Brexit e Covid: il mercato più difficile e povero di sempre in Premier League

Nella sessione invernale sono stati completati solo quattro trasferimenti a titolo definitivo.

Da quasi un anno, ormai, sentiamo dire che la pandemia avrebbe determinato l’inizio di una profonda crisi economica, per il calcio. Da molto più tempo, inoltre, sappiamo che l’effettiva entrata in vigore di Brexit avrebbe reso più complesso il lavoro dei club inglesi sul mercato. Ecco, ora abbiamo la prova che queste prospettive erano assolutamente realistiche: la sessione di trasferimenti in corso è davvero poverissima e poco movimentata, per i club della Premier League. Le cifre sono eloquenti: sono state portate a termine solo quattro operazioni a titolo definitivo, ovvero quelle che hanno coinvolto Robert Snodgrass (passato dal West Ham al WBA), Morgan Sanson (dal Marsiglia all’Aston Villa), Filip Stevanovic (dal Partizan al Manchester City) e Amad Diallo (dall’Atalanta al Manchester United); tutti gli altri affari sono stati conclusi con la formula del prestito, o hanno riguardato calciatori precedentemente svincolati. Anche il bilancio economico chiarisce le differenze: nel mercato invernale 2021 sono stati investiti 52 milioni per acquistare o prendere in prestito giocatori da altre squadre inglesi o straniere, mentre un anno fa si era arrivati a 242 milioni. Nel 2018, la quota fu addirittura di 561 milioni spesi solo a gennaio.

Anche l’ultimo reportage della BBC spiega come i club inglesi stiano vivendo una sessione di mercato profondamente condizionata dalla crisi economica e dai nuovi regolamenti imposti da Brexit. Per quest’ultimo punto, va ricordato che, dal primo gennaio 2021, tutti i giocatori non britannici sono considerati come degli extracomunitari per i club inglesi; per poterli acquistare, dunque, serve che ottengano il GBE (Governing Body Endorsement), praticamente un permesso di lavoro che il Ministero dell’Interno concede sulla base di un sistema a punti basato su diversi fattori esperienziali – tra cui le presenze in Nazionale a livello di prima squadra e giovanili, le presenze di club accumulate, il prestigio del club venditore e altre ancora. Inoltre, il nuovo protocollo prevede che le società inglesi non possano rilevare il cartellino di calciatori non britannici sotto i 18 anni, mentre per gli Under 21 è stato posto un limite fisso di tre atleti acquistabili per ogni sessione di mercato, e di sei per tutta la stagione. Si tratta di un regolamento piuttosto complesso, per non dire disorientante: Les Ferdinand, Director of Football del QPR (club di Championship), ha detto che «non siamo sicuri al 100% di quali siano le nuove normative: Brexit ha tolto molti Paesi stranieri dai nostri radar, ma partivamo già con un budget basso per via della pandemia»; John Print, amministratore delegato della società di consulenza aziendale sportiva Sprint MG, ha spiegato che «Brexit ha reso l’Inghilterra un luogo impraticabile per un giovane calciatore che vuole far progredire la propria carriera. Il numero di atleti europei che soddisfano i nuovi requisiti è decisamente diminuito: in pratica stiamo dicendo ai giocatori che molte opportunità di giocare nel Regno Unito sono svanite. E loro non ne capiscono il motivo».
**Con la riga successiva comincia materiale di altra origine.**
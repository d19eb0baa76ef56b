// SPDX-License-Identifier: MIT
// Copyright 2026 Roland Dreier <roland@kernel.org>

//! Session-Core: client-side session lifecycle and resilient API access
//!
//! This crate keeps a bearer-token session alive across restarts, refreshes
//! it ahead of expiry, and routes API calls through ordered endpoint
//! fallbacks with graceful degradation.

pub mod config;
pub mod db;
pub mod error;
pub mod models;
pub mod services;
pub mod state;
pub mod time_utils;
pub mod token;
pub mod transport;

use config::Config;
use db::SessionStore;
use error::SessionError;
use serde_json::Value;
use services::{
    ApiRequest, AvailabilityMonitor, BackgroundProbe, EndpointCatalog, LoginThrottle, Observers,
    RefreshCoordinator, RequestPipeline, SessionManager,
};
use state::SessionState;
use std::sync::{Arc, Mutex, PoisonError};
use transport::Transport;

/// Shared client state: every component wired to one transport and store.
pub struct SessionClient {
    pub config: Config,
    pub session: Arc<SessionState>,
    pub monitor: Arc<AvailabilityMonitor>,
    pub refresh: Arc<RefreshCoordinator>,
    pub pipeline: Arc<RequestPipeline>,
    pub manager: SessionManager,
    pub observers: Observers,
    probe: Mutex<Option<BackgroundProbe>>,
}

impl SessionClient {
    pub fn new(config: Config, transport: Arc<dyn Transport>, store: SessionStore) -> Self {
        Self::with_catalog(config, transport, store, EndpointCatalog::default())
    }

    pub fn with_catalog(
        config: Config,
        transport: Arc<dyn Transport>,
        store: SessionStore,
        catalog: EndpointCatalog,
    ) -> Self {
        let observers = Observers::default();
        let session = Arc::new(SessionState::new(store.clone()));
        let monitor = Arc::new(AvailabilityMonitor::new(&config, transport.clone()));
        let refresh = Arc::new(RefreshCoordinator::new(
            &config,
            transport.clone(),
            session.clone(),
            monitor.clone(),
            observers.clone(),
        ));
        let pipeline = Arc::new(RequestPipeline::new(
            &config,
            transport,
            session.clone(),
            monitor.clone(),
            refresh.clone(),
            catalog,
        ));
        let manager = SessionManager::new(
            session.clone(),
            pipeline.clone(),
            refresh.clone(),
            monitor.clone(),
            LoginThrottle::new(store, config.login_min_interval),
            observers.clone(),
        );

        Self {
            config,
            session,
            monitor,
            refresh,
            pipeline,
            manager,
            observers,
            probe: Mutex::new(None),
        }
    }

    /// Start a catalog request.
    pub fn request(&self, operation: &str) -> Result<ApiRequest, SessionError> {
        self.pipeline.request(operation)
    }

    /// Run a request through the resilient pipeline.
    pub async fn execute(&self, request: ApiRequest) -> Result<Value, SessionError> {
        self.pipeline.execute(request).await
    }

    /// Start the periodic health probe, replacing any running one.
    pub fn start_background_probe(&self) {
        let probe = self
            .monitor
            .spawn_background_probe(self.config.probe_interval);
        let previous = self
            .probe
            .lock()
            .unwrap_or_else(PoisonError::into_inner)
            .replace(probe);
        if let Some(previous) = previous {
            previous.stop();
        }
    }

    /// Stop background work. The persisted session is left intact.
    pub fn shutdown(&self) {
        if let Some(probe) = self
            .probe
            .lock()
            .unwrap_or_else(PoisonError::into_inner)
            .take()
        {
            probe.stop();
        }
        self.refresh.cancel_timer();
        tracing::info!("Session client stopped");
    }
}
L’inevitabile conseguenza economica di questi nuovi regolamenti è l’aumento dei prezzi di giocatori britannici, che a sua volta ha contribuito a frenare le trattative. Paul Stretford, agente di Wayne Rooney, ha spiegato che «la maggior difficoltà a essere acquistati da un club inglese non cambierà tanto le cose, in realtà: faccio fatica a pensare che i club di Premier League prenderanno giocatori britannici solo perché sono britannici. Sono convinto che se vuoi giocare per un top club, devi essere in grado di competere con i migliori talenti di tutto il mondo. La conseguenza, però, mi sembra ovvia: i migliori giocatori allevati nelle Academy costeranno molto di più rispetto al passato». In tempi di crisi economica per la pandemia, non è proprio lo scenario migliore per avere un calciomercato ricco e divertente.